Commento al Vangelo della XXV domenica del TO, anno A – 20 settembre 2026
+ Dal Vangelo secondo Matteo (20,1-16)
In quel tempo, Gesù disse ai suoi discepoli questa parabola:
«Il regno dei cieli è simile a un padrone di casa che uscì all’alba per prendere a giornata lavoratori per la sua vigna. Si accordò con loro per un denaro al giorno e li mandò nella sua vigna. Uscito poi verso le nove del mattino, ne vide altri che stavano in piazza, disoccupati, e disse loro: “Andate anche voi nella vigna; quello che è giusto ve lo darò”. Ed essi andarono. Uscì di nuovo verso mezzogiorno e verso le tre, e fece altrettanto. Uscito ancora verso le cinque, ne vide altri che se ne stavano lì e disse loro: “Perché ve ne state qui tutto il giorno senza far niente?”. Gli risposero: “Perché nessuno ci ha presi a giornata”. Ed egli disse loro: “Andate anche voi nella vigna”.
Quando fu sera, il padrone della vigna disse al suo fattore: “Chiama i lavoratori e dai loro la paga, incominciando dagli ultimi fino ai primi”. Venuti quelli delle cinque del pomeriggio, ricevettero ciascuno un denaro. Quando arrivarono i primi, pensarono che avrebbero ricevuto di più. Ma anch’essi ricevettero ciascuno un denaro. Nel ritirarlo, però, mormoravano contro il padrone dicendo: “Questi ultimi hanno lavorato un’ora soltanto e li hai trattati come noi, che abbiamo sopportato il peso della giornata e il caldo”.

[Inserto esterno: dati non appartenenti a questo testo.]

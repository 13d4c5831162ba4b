//! Configuration validation.
//!
//! [`validate_options`] is the gate the publish pipeline applies before any
//! run. [`validate_config`] wraps it with file-level diagnostics for the CLI.

use std::fmt;

use crate::schema::{HeraldConfig, OutputMode, PublishOptions, is_template_expression};

pub const ERR_PERIOD_REQUIRED: &str = "expected_update_period_in_days is required";
pub const ERR_PERIOD_NOT_POSITIVE: &str = "expected_update_period_in_days must be a positive number";
pub const ERR_OUTPUT_MODE: &str = "if provided, output_mode must be 'clean' or 'merge'";

/// Severity level for a diagnostic.
#[derive(Debug, Clone, Copy, PartialEq, Eq, PartialOrd, Ord)]
pub enum Severity {
    Error,
    Warning,
}

impl fmt::Display for Severity {
    fn fmt(&self, f: &mut fmt::Formatter<'_>) -> fmt::Result {
        match self {
            Self::Error => write!(f, "error"),
            Self::Warning => write!(f, "warning"),
        }
    }
}

/// A single validation diagnostic.
#[derive(Debug, Clone)]
pub struct Diagnostic {
    pub severity: Severity,
    /// Dotted path, e.g. "publish.output_mode"
    pub path: String,
    pub message: String,
}

impl fmt::Display for Diagnostic {
    fn fmt(&self, f: &mut fmt::Formatter<'_>) -> fmt::Result {
        write!(f, "{} [{}]: {}", self.severity, self.path, self.message)
    }
}

/// Result of validating a configuration.
#[derive(Debug, Clone, Default)]
pub struct ValidationResult {
    pub diagnostics: Vec<Diagnostic>,
}

impl ValidationResult {
    /// Returns `true` if any diagnostic is an error.
    #[must_use]
    pub fn has_errors(&self) -> bool {
        self.diagnostics
            .iter()
            .any(|d| d.severity == Severity::Error)
    }

    /// Count diagnostics by severity.
    #[must_use]
    pub fn count(&self, severity: Severity) -> usize {
        self.diagnostics
            .iter()
            .filter(|d| d.severity == severity)
            .count()
    }

    fn push(&mut self, severity: Severity, path: &str, message: impl Into<String>) {
        self.diagnostics.push(Diagnostic {
            severity,
            path: path.into(),
            message: message.into(),
        });
    }
}

/// Validate publish options. An empty result means the options are usable.
pub fn validate_options(options: &PublishOptions) -> Vec<String> {
    let mut errors = Vec::new();

    match options
        .expected_update_period_in_days
        .as_deref()
        .map(str::trim)
    {
        None | Some("") => errors.push(ERR_PERIOD_REQUIRED.to_string()),
        Some(_) if options.expected_update_period().is_none() => {
            errors.push(ERR_PERIOD_NOT_POSITIVE.to_string());
        },
        Some(_) => {},
    }

    if let Some(mode) = options.output_mode_source()
        && !is_template_expression(mode)
        && mode.parse::<OutputMode>().is_err()
    {
        errors.push(ERR_OUTPUT_MODE.to_string());
    }

    errors
}

/// Validate a whole configuration file.
pub fn validate_config(config: &HeraldConfig) -> ValidationResult {
    let mut result = ValidationResult::default();

    for error in validate_options(&config.publish) {
        let path = if error == ERR_OUTPUT_MODE {
            "publish.output_mode"
        } else {
            "publish.expected_update_period_in_days"
        };
        result.push(Severity::Error, path, error);
    }

    if config.publish.message.trim().is_empty() {
        result.push(
            Severity::Warning,
            "publish.message",
            "message template is empty; every post will be blank",
        );
    }

    if !config.twitter.has_token() {
        result.push(
            Severity::Warning,
            "twitter.access_token",
            "no access token configured; posts will be rejected",
        );
    }

    for (path, url) in [
        ("twitter.api_url", &config.twitter.api_url),
        ("twitter.upload_url", &config.twitter.upload_url),
    ] {
        if !(url.starts_with("https://") || url.starts_with("http://")) {
            result.push(Severity::Error, path, format!("not an http(s) URL: {url}"));
        }
    }

    if config.twitter.timeout_secs == 0 {
        result.push(
            Severity::Error,
            "twitter.timeout_secs",
            "timeout must be greater than zero",
        );
    }

    result
}

#[allow(clippy::unwrap_used, clippy::expect_used)]
#[cfg(test)]
mod tests {
    use {super::*, rstest::rstest, secrecy::Secret};

    fn options(period: Option<&str>, mode: Option<&str>) -> PublishOptions {
        PublishOptions {
            expected_update_period_in_days: period.map(String::from),
            output_mode: mode.map(String::from),
            ..Default::default()
        }
    }

    #[test]
    fn defaults_are_valid() {
        assert!(validate_options(&PublishOptions::default()).is_empty());
    }

    #[rstest]
    #[case(None)]
    #[case(Some(""))]
    #[case(Some("   "))]
    fn missing_period_is_required(#[case] period: Option<&str>) {
        assert_eq!(validate_options(&options(period, None)), vec![
            ERR_PERIOD_REQUIRED.to_string()
        ]);
    }

    #[rstest]
    #[case("0")]
    #[case("-3")]
    #[case("ten")]
    fn non_positive_period_rejected(#[case] period: &str) {
        assert_eq!(validate_options(&options(Some(period), None)), vec![
            ERR_PERIOD_NOT_POSITIVE.to_string()
        ]);
    }

    #[rstest]
    #[case(None)]
    #[case(Some(""))]
    #[case(Some("clean"))]
    #[case(Some("merge"))]
    #[case(Some("{{ mode }}"))]
    #[case(Some("{% if a %}merge{% else %}clean{% endif %}"))]
    fn accepted_output_modes(#[case] mode: Option<&str>) {
        assert!(validate_options(&options(Some("10"), mode)).is_empty());
    }

    #[rstest]
    #[case("bogus")]
    #[case("Merge")]
    #[case("clean merge")]
    #[case(" merge ")]
    #[case("clean\n")]
    fn literal_output_mode_must_be_known(#[case] mode: &str) {
        assert_eq!(validate_options(&options(Some("10"), Some(mode))), vec![
            ERR_OUTPUT_MODE.to_string()
        ]);
    }

    #[test]
    fn both_errors_reported_together() {
        let errors = validate_options(&options(None, Some("bogus")));
        assert_eq!(errors.len(), 2);
    }

    #[test]
    fn config_diagnostics_carry_paths() {
        let mut config = HeraldConfig::default();
        config.publish.output_mode = Some("bogus".into());
        config.twitter.access_token = Secret::new("tok".into());

        let result = validate_config(&config);
        assert!(result.has_errors());
        assert_eq!(result.count(Severity::Error), 1);
        assert_eq!(result.diagnostics[0].path, "publish.output_mode");
    }

    #[test]
    fn missing_token_is_only_a_warning() {
        let result = validate_config(&HeraldConfig::default());
        assert!(!result.has_errors());
        assert_eq!(result.count(Severity::Warning), 1);
    }

    #[test]
    fn non_http_api_url_is_an_error() {
        let mut config = HeraldConfig::default();
        config.twitter.api_url = "ftp://example.com".into();
        let result = validate_config(&config);
        assert!(
            result
                .diagnostics
                .iter()
                .any(|d| d.path == "twitter.api_url" && d.severity == Severity::Error)
        );
    }
}
use std::error::Error as StdError;

use {herald_common::EventId, thiserror::Error};

/// Errors that abort a pipeline operation.
#[derive(Debug, Error)]
pub enum Error {
    /// Options failed validation; nothing was processed.
    #[error("invalid configuration: {}", errors.join("; "))]
    InvalidConfig { errors: Vec<String> },

    /// The builder was finished without a required collaborator.
    #[error("pipeline is missing a {name}")]
    MissingCollaborator { name: &'static str },

    /// The downstream sink refused an outcome event.
    #[error("failed to emit outcome for event {event_id}: {source}")]
    Sink {
        event_id: EventId,
        #[source]
        source: Box<Error>,
    },

    #[error(transparent)]
    Io(#[from] std::io::Error),

    #[error(transparent)]
    Json(#[from] serde_json::Error),

    #[error("{message}")]
    Message { message: String },

    #[error("{context}: {source}")]
    External {
        context: String,
        #[source]
        source: Box<dyn StdError + Send + Sync>,
    },
}

impl Error {
    #[must_use]
    pub fn message(message: impl Into<String>) -> Self {
        Self::Message {
            message: message.into(),
        }
    }

    #[must_use]
    pub fn external(
        context: impl Into<String>,
        source: impl StdError + Send + Sync + 'static,
    ) -> Self {
        Self::External {
            context: context.into(),
            source: Box::new(source),
        }
    }

    #[must_use]
    pub fn sink(event_id: EventId, source: Error) -> Self {
        Self::Sink {
            event_id,
            source: Box::new(source),
        }
    }
}

impl herald_common::FromExternal for Error {
    fn from_external(context: String, source: Box<dyn StdError + Send + Sync>) -> Self {
        Self::External { context, source }
    }
}

pub type Result<T> = std::result::Result<T, Error>;

herald_common::impl_context!(Error);

/// Failure reported by the remote posting or media fetch collaborator.
///
/// The `Display` text is what lands in the `error` field of a failure
/// outcome, so it carries the remote service's own wording.
#[derive(Debug, Clone, PartialEq, Eq, Error)]
pub enum PostError {
    /// The remote service rejected the post (duplicate, auth, rate limit, ...).
    #[error("{message}")]
    Remote {
        status: Option<u16>,
        message: String,
    },

    /// The request never produced a usable response.
    #[error("{message}")]
    Transport { message: String },

    /// Media could not be retrieved before posting.
    #[error("media fetch failed for {url}: {message}")]
    MediaFetch { url: String, message: String },
}

impl PostError {
    #[must_use]
    pub fn remote(status: Option<u16>, message: impl Into<String>) -> Self {
        Self::Remote {
            status,
            message: message.into(),
        }
    }

    #[must_use]
    pub fn transport(message: impl Into<String>) -> Self {
        Self::Transport {
            message: message.into(),
        }
    }

    #[must_use]
    pub fn media_fetch(url: impl Into<String>, message: impl Into<String>) -> Self {
        Self::MediaFetch {
            url: url.into(),
            message: message.into(),
        }
    }
}

/// Why a template failed.
#[derive(Debug, Clone, Copy, PartialEq, Eq)]
pub enum TemplateErrorKind {
    /// The template does not parse.
    Syntax,
    /// The template references a variable the context lacks.
    UndefinedVariable,
    /// Any other render failure (bad filter arguments, type errors, ...).
    Render,
}

/// A template could not be rendered against an event.
#[derive(Debug, Clone, PartialEq, Eq, Error)]
#[error("template error: {message}")]
pub struct TemplateError {
    pub kind: TemplateErrorKind,
    pub message: String,
}

impl TemplateError {
    #[must_use]
    pub fn new(kind: TemplateErrorKind, message: impl Into<String>) -> Self {
        Self {
            kind,
            message: message.into(),
        }
    }

    /// Flatten an error and its source chain into one message.
    #[must_use]
    pub fn from_chain(kind: TemplateErrorKind, err: &(dyn StdError + 'static)) -> Self {
        let mut parts = vec![err.to_string()];
        let mut source = err.source();
        while let Some(inner) = source {
            let text = inner.to_string();
            // Wrappers that already print their source would repeat it.
            if !parts.last().is_some_and(|prev| prev.ends_with(&text)) {
                parts.push(text);
            }
            source = inner.source();
        }
        Self::new(kind, parts.join(": "))
    }

    pub fn is_undefined_variable(&self) -> bool {
        self.kind == TemplateErrorKind::UndefinedVariable
    }
}

#[allow(clippy::unwrap_used, clippy::expect_used)]
#[cfg(test)]
mod tests {
    use super::*;

    #[test]
    fn remote_error_displays_bare_message() {
        let err = PostError::remote(Some(403), "duplicate status");
        assert_eq!(err.to_string(), "duplicate status");
    }

    #[test]
    fn media_fetch_error_names_url() {
        let err = PostError::media_fetch("http://x/a.png", "HTTP 404");
        assert_eq!(
            err.to_string(),
            "media fetch failed for http://x/a.png: HTTP 404"
        );
    }

    #[test]
    fn invalid_config_joins_errors() {
        let err = Error::InvalidConfig {
            errors: vec!["a".into(), "b".into()],
        };
        assert_eq!(err.to_string(), "invalid configuration: a; b");
    }

    #[test]
    fn template_error_includes_source_chain() {
        let io = std::io::Error::other("inner cause");
        let outer = Error::external("rendering", io);
        let err = TemplateError::from_chain(TemplateErrorKind::Render, &outer);
        assert_eq!(
            err.to_string(),
            "template error: rendering: inner cause"
        );
        assert!(!err.is_undefined_variable());
    }

    #[test]
    fn context_wraps_errors() {
        let res: std::result::Result<(), std::io::Error> = Err(std::io::Error::other("boom"));
        let err = res.context("loading").unwrap_err();
        assert_eq!(err.to_string(), "loading: boom");
        assert!(StdError::source(&err).is_some());
    }
}
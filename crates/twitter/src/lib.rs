//! X/Twitter posting and media fetch for the publish pipeline.
//!
//! [`TwitterClient`] implements [`herald_publish::Poster`] against the v2
//! tweets endpoint; [`HttpMediaFetcher`] implements
//! [`herald_publish::MediaFetcher`] for remote and local media.

pub mod client;
pub mod error;
pub mod media;
pub mod types;

pub use {
    client::TwitterClient,
    error::{Error, Result},
    media::{HttpMediaFetcher, MAX_MEDIA_BYTES},
};
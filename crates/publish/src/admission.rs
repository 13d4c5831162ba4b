/// Most events published per invocation. Overflow is discarded so a burst
/// upstream cannot trip the remote service's rate limits.
pub const MAX_BATCH_SIZE: usize = 20;

/// Keep the first [`MAX_BATCH_SIZE`] events in order.
///
/// Returns the admitted prefix and how many events were dropped.
pub fn admit<T>(mut events: Vec<T>) -> (Vec<T>, usize) {
    let dropped = events.len().saturating_sub(MAX_BATCH_SIZE);
    events.truncate(MAX_BATCH_SIZE);
    (events, dropped)
}

#[cfg(test)]
mod tests {
    use {super::*, rstest::rstest};

    #[rstest]
    #[case(0, 0, 0)]
    #[case(1, 1, 0)]
    #[case(20, 20, 0)]
    #[case(21, 20, 1)]
    #[case(25, 20, 5)]
    fn caps_batch(#[case] len: usize, #[case] kept: usize, #[case] dropped: usize) {
        let (admitted, n) = admit((0..len).collect::<Vec<_>>());
        assert_eq!(admitted.len(), kept);
        assert_eq!(n, dropped);
    }

    #[test]
    fn keeps_leading_prefix_in_order() {
        let (admitted, _) = admit((0..25).collect::<Vec<_>>());
        assert_eq!(admitted, (0..20).collect::<Vec<_>>());
    }
}
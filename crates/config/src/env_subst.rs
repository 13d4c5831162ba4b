/// Replace `${ENV_VAR}` and `${ENV_VAR:-default}` placeholders in raw config text.
///
/// Unresolvable variables without a default are left as-is so the resulting
/// parse error (or validation warning) points at the placeholder.
pub fn substitute_env(input: &str) -> String {
    substitute_env_with(input, |name| std::env::var(name).ok())
}

/// Same as [`substitute_env`] with an injectable lookup, for tests.
fn substitute_env_with(input: &str, lookup: impl Fn(&str) -> Option<String>) -> String {
    let mut result = String::with_capacity(input.len());
    let mut rest = input;

    while let Some(start) = rest.find("${") {
        result.push_str(&rest[..start]);
        let after = &rest[start + 2..];

        let Some(end) = after.find('}') else {
            // Unterminated: emit the remainder verbatim.
            result.push_str(&rest[start..]);
            return result;
        };

        let expr = &after[..end];
        let (name, default) = match expr.split_once(":-") {
            Some((name, default)) => (name, Some(default)),
            None => (expr, None),
        };

        match (name.is_empty(), lookup(name), default) {
            (false, Some(value), _) => result.push_str(&value),
            (false, None, Some(default)) => result.push_str(default),
            _ => {
                result.push_str("${");
                result.push_str(expr);
                result.push('}');
            },
        }

        rest = &after[end + 1..];
    }

    result.push_str(rest);
    result
}

#[cfg(test)]
mod tests {
    use super::*;

    fn lookup(name: &str) -> Option<String> {
        match name {
            "HERALD_TOKEN" => Some("abc123".to_string()),
            "HERALD_EMPTY" => Some(String::new()),
            _ => None,
        }
    }

    #[test]
    fn substitutes_known_var() {
        assert_eq!(
            substitute_env_with("token = \"${HERALD_TOKEN}\"", lookup),
            "token = \"abc123\""
        );
    }

    #[test]
    fn leaves_unknown_var() {
        assert_eq!(
            substitute_env_with("${HERALD_MISSING}", lookup),
            "${HERALD_MISSING}"
        );
    }

    #[test]
    fn falls_back_to_default() {
        assert_eq!(
            substitute_env_with("${HERALD_MISSING:-30}", lookup),
            "30"
        );
        assert_eq!(
            substitute_env_with("${HERALD_TOKEN:-unused}", lookup),
            "abc123"
        );
    }

    #[test]
    fn set_but_empty_wins_over_default() {
        assert_eq!(substitute_env_with("[${HERALD_EMPTY:-x}]", lookup), "[]");
    }

    #[test]
    fn template_braces_untouched() {
        assert_eq!(
            substitute_env_with("message = \"{{text}} ${HERALD_TOKEN}\"", lookup),
            "message = \"{{text}} abc123\""
        );
    }

    #[test]
    fn unterminated_placeholder_is_literal() {
        assert_eq!(substitute_env_with("a ${HERALD_TOKEN", lookup), "a ${HERALD_TOKEN");
    }

    #[test]
    fn no_placeholders() {
        assert_eq!(substitute_env("plain text"), "plain text");
    }
}
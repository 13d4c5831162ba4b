//! Media retrieval for `media_url`.
//!
//! `http(s)://` URLs are fetched with reqwest; `file://` URLs and bare
//! paths are read from disk. Anything over [`MAX_MEDIA_BYTES`] is refused.

use std::{path::Path, time::Duration};

use {
    async_trait::async_trait,
    herald_publish::{MediaContent, MediaFetcher, PostError},
    reqwest::{Client, header::CONTENT_TYPE},
    tokio::fs,
    tracing::debug,
    url::Url,
};

use crate::error::{Error, Result};

/// Upload limit for images on the media endpoint.
pub const MAX_MEDIA_BYTES: u64 = 5 * 1024 * 1024;

#[derive(Debug, Clone)]
pub struct HttpMediaFetcher {
    client: Client,
    max_bytes: u64,
}

impl HttpMediaFetcher {
    pub fn new(timeout: Duration) -> Result<Self> {
        let client = Client::builder()
            .timeout(timeout)
            .user_agent(format!("herald/{}", env!("CARGO_PKG_VERSION")))
            .build()?;
        Ok(Self {
            client,
            max_bytes: MAX_MEDIA_BYTES,
        })
    }

    #[must_use]
    pub fn with_max_bytes(mut self, max_bytes: u64) -> Self {
        self.max_bytes = max_bytes;
        self
    }

    async fn load(&self, location: &str) -> Result<MediaContent> {
        match Url::parse(location) {
            Ok(url) if matches!(url.scheme(), "http" | "https") => self.download(url).await,
            Ok(url) if url.scheme() == "file" => {
                let path = url.to_file_path().map_err(|()| Error::UnsupportedUrl {
                    url: location.into(),
                    reason: "not a local file path".into(),
                })?;
                self.read_file(&path).await
            },
            Ok(url) => Err(Error::UnsupportedUrl {
                url: location.into(),
                reason: format!("scheme '{}' is not supported", url.scheme()),
            }),
            Err(url::ParseError::RelativeUrlWithoutBase) => {
                self.read_file(Path::new(location)).await
            },
            Err(e) => Err(Error::UnsupportedUrl {
                url: location.into(),
                reason: e.to_string(),
            }),
        }
    }

    async fn download(&self, url: Url) -> Result<MediaContent> {
        let file_name = url
            .path_segments()
            .and_then(|mut segments| segments.next_back())
            .filter(|s| !s.is_empty())
            .map(str::to_string);

        let mut response = self.client.get(url).send().await?;
        let status = response.status();
        if !status.is_success() {
            return Err(Error::api(status.as_u16(), format!("HTTP {status}")));
        }
        if let Some(size) = response.content_length()
            && size > self.max_bytes
        {
            return Err(self.too_large(size));
        }

        let content_type = response
            .headers()
            .get(CONTENT_TYPE)
            .and_then(|v| v.to_str().ok())
            .map(str::to_string);

        let mut bytes = Vec::new();
        while let Some(chunk) = response.chunk().await? {
            bytes.extend_from_slice(&chunk);
            if bytes.len() as u64 > self.max_bytes {
                return Err(self.too_large(bytes.len() as u64));
            }
        }
        debug!(bytes = bytes.len(), content_type = ?content_type, "downloaded media");

        Ok(MediaContent {
            bytes,
            content_type,
            file_name,
        })
    }

    async fn read_file(&self, path: &Path) -> Result<MediaContent> {
        let size = fs::metadata(path).await?.len();
        if size > self.max_bytes {
            return Err(self.too_large(size));
        }
        let bytes = fs::read(path).await?;
        debug!(path = %path.display(), bytes = bytes.len(), "read media file");

        Ok(MediaContent {
            bytes,
            content_type: content_type_for(path).map(str::to_string),
            file_name: path
                .file_name()
                .map(|name| name.to_string_lossy().into_owned()),
        })
    }

    fn too_large(&self, size: u64) -> Error {
        Error::TooLarge {
            size,
            limit: self.max_bytes,
        }
    }
}

fn content_type_for(path: &Path) -> Option<&'static str> {
    let ext = path.extension()?.to_str()?.to_ascii_lowercase();
    match ext.as_str() {
        "png" => Some("image/png"),
        "jpg" | "jpeg" => Some("image/jpeg"),
        "gif" => Some("image/gif"),
        "webp" => Some("image/webp"),
        "mp4" => Some("video/mp4"),
        _ => None,
    }
}

#[async_trait]
impl MediaFetcher for HttpMediaFetcher {
    async fn fetch(&self, url: &str) -> std::result::Result<MediaContent, PostError> {
        self.load(url)
            .await
            .map_err(|e| PostError::media_fetch(url, e.to_string()))
    }
}
//! Outcome persistence: the sink the pipeline writes to and the queries the
//! health check reads from.

use {async_trait::async_trait, herald_common::{AgentId, EventId}};

use crate::{
    Result,
    event::{OutcomeEvent, StoredOutcome},
};

/// Accepts outcome events in emission order.
#[async_trait]
pub trait EventSink: Send + Sync {
    async fn emit(&self, event: &OutcomeEvent) -> Result<EventId>;
}

/// Read access to previously emitted outcomes.
#[async_trait]
pub trait EventStore: Send + Sync {
    /// Most recently created outcome of `agent_id`.
    async fn latest_outcome(&self, agent_id: AgentId) -> Result<Option<StoredOutcome>>;

    /// The last `limit` outcomes of `agent_id`, oldest first.
    async fn list_outcomes(&self, agent_id: AgentId, limit: usize) -> Result<Vec<StoredOutcome>>;
}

Ma il padrone, rispondendo a uno di loro, disse: “Amico, io non ti faccio torto. Non hai forse concordato con me per un denaro? Prendi il tuo e vattene. Ma io voglio dare anche a quest’ultimo quanto a te: non posso fare delle mie cose quello che voglio? Oppure tu sei invidioso perché io sono buono?”. Così gli ultimi saranno primi e i primi, ultimi».
Commento
Gli ultimi saranno primi perché privi di ogni aspettativa, privi di ogni pretesa per il loro lavoro, così esiguo, così limitato; e così si sentiranno molto più gratificati e graziati degli altri. I primi ad andare a lavorare invece, quelli usciti all’alba, che si erano accordati per un denaro, si sentiranno scontenti per veder retribuiti con la stessa paga quelli che hanno lavorato molto meno di loro. Questa si chiama la trappola della meritocrazia, che davanti alla giustizia divina non funziona. O meglio non funziona come penseremmo noi, con i criteri umani che distano da quelli divini , come ci ricorda la prima lettura di oggi, “quanto il cielo sovrasta la terra” (Is 55,9).
La bontà immensa del Signore non elimina la giustizia, ma la supera, la oltrepassa. Se un normale datore di lavoro avesse fatto la stessa cosa, una qualche contestazione sarebbe stata lecita, perché la sua generosità deve tenere conto anche delle sue limitate risorse economiche. Sciupare denaro regalando indiscriminatamente a tutti potrebbe ridurre la sua possibilità di ricompensare il lavoro dei suoi collaboratori. La ricchezza personale di un uomo è sempre un dono da amministrare e non un diritto assoluto, cioè sciolto da qualsiasi responsabilità verso Chi ti ha concesso buona sorte e talento per averla. Invece il Signore ha risorse di bontà illimitate per tutti. La sua generosità “eccessiva” per qualcuno non priverà nessuno. Allora la stranezza di questa parabola sta proprio nel farci riflettere che certamente il Signore promette cieli nuovi, terra nuova, il centuplo a chi lo segue, ma tale ricompensa non dovrà mai essere considerata un merito nostro, un diritto conquistato, ma al contrario, solo e semplicemente un dono ricevuto, e accolto.
Ben a proposito il Catechismo della Chiesa Cattolica ci ricorda che in senso stretto l’uomo difronte a Dio non ha alcun merito, e se ne ha, è solo perché il Signore, nella sua benevolenza, ha deciso di “associare l’uomo all’opera della sua grazia” (CCC 2008). Occorrerà quindi sempre partire dalla Grazia, dalla bontà fontale di Dio. A quegli operai dell’alba si potrebbe, allora, far presente che non è scontato avere la salute per lavorare, e avere avuto la possibilità di lavorare certi della promessa di una paga per il loro lavoro.